Stored data:
● ● ●

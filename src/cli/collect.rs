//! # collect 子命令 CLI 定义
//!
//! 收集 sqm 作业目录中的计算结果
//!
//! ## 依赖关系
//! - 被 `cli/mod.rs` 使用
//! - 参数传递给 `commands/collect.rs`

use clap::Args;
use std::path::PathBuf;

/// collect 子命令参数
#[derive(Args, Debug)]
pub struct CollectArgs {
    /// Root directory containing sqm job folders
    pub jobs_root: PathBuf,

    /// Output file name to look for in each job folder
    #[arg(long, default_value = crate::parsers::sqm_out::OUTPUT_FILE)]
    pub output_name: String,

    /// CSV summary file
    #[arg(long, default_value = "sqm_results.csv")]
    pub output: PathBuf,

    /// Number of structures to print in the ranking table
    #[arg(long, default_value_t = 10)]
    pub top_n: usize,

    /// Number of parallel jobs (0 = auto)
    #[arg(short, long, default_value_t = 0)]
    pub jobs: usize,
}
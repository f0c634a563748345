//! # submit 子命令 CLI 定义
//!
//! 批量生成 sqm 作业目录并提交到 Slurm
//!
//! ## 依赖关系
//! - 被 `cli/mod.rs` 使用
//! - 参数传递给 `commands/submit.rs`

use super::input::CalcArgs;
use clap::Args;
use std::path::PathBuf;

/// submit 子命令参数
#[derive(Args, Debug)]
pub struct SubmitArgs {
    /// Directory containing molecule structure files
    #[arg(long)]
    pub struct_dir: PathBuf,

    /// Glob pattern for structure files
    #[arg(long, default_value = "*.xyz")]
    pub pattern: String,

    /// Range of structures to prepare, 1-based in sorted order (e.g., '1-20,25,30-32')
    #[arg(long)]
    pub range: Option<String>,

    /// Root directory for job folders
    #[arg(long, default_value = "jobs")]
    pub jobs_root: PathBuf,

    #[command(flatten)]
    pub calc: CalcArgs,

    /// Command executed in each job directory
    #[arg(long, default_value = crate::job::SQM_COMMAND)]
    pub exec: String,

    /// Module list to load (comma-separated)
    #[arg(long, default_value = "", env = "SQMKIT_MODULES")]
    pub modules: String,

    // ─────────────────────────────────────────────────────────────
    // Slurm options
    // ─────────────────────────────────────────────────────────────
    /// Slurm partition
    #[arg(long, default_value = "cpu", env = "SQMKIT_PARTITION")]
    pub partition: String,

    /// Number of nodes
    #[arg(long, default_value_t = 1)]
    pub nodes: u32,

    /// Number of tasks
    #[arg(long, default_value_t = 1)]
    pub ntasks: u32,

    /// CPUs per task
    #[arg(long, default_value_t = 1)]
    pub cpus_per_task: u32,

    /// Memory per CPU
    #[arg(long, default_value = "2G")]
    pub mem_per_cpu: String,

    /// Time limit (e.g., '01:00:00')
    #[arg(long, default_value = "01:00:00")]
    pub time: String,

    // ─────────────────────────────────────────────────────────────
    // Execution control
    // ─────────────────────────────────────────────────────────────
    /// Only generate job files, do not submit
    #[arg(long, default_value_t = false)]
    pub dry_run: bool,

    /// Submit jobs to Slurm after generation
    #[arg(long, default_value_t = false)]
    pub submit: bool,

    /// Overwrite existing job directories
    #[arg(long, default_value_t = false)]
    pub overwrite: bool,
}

● ● ●

TASK TO COMPLETE: Repeat, exactly as they stand above, the lines from the line with "collect 子命令 CLI 定义" to the line with "each job folder", both lines included.

YOUR SOLUTION:
//! # collect 子命令 CLI 定义
//!
//! 收集 sqm 作业目录中的计算结果
//!
//! ## 依赖关系
//! - 被 `cli/mod.rs` 使用
//! - 参数传递给 `commands/collect.rs`

use clap::Args;
use std::path::PathBuf;

/// collect 子命令参数
#[derive(Args, Debug)]
pub struct CollectArgs {
    /// Root directory containing sqm job folders
    pub jobs_root: PathBuf,

    /// Output file name to look for in each job folder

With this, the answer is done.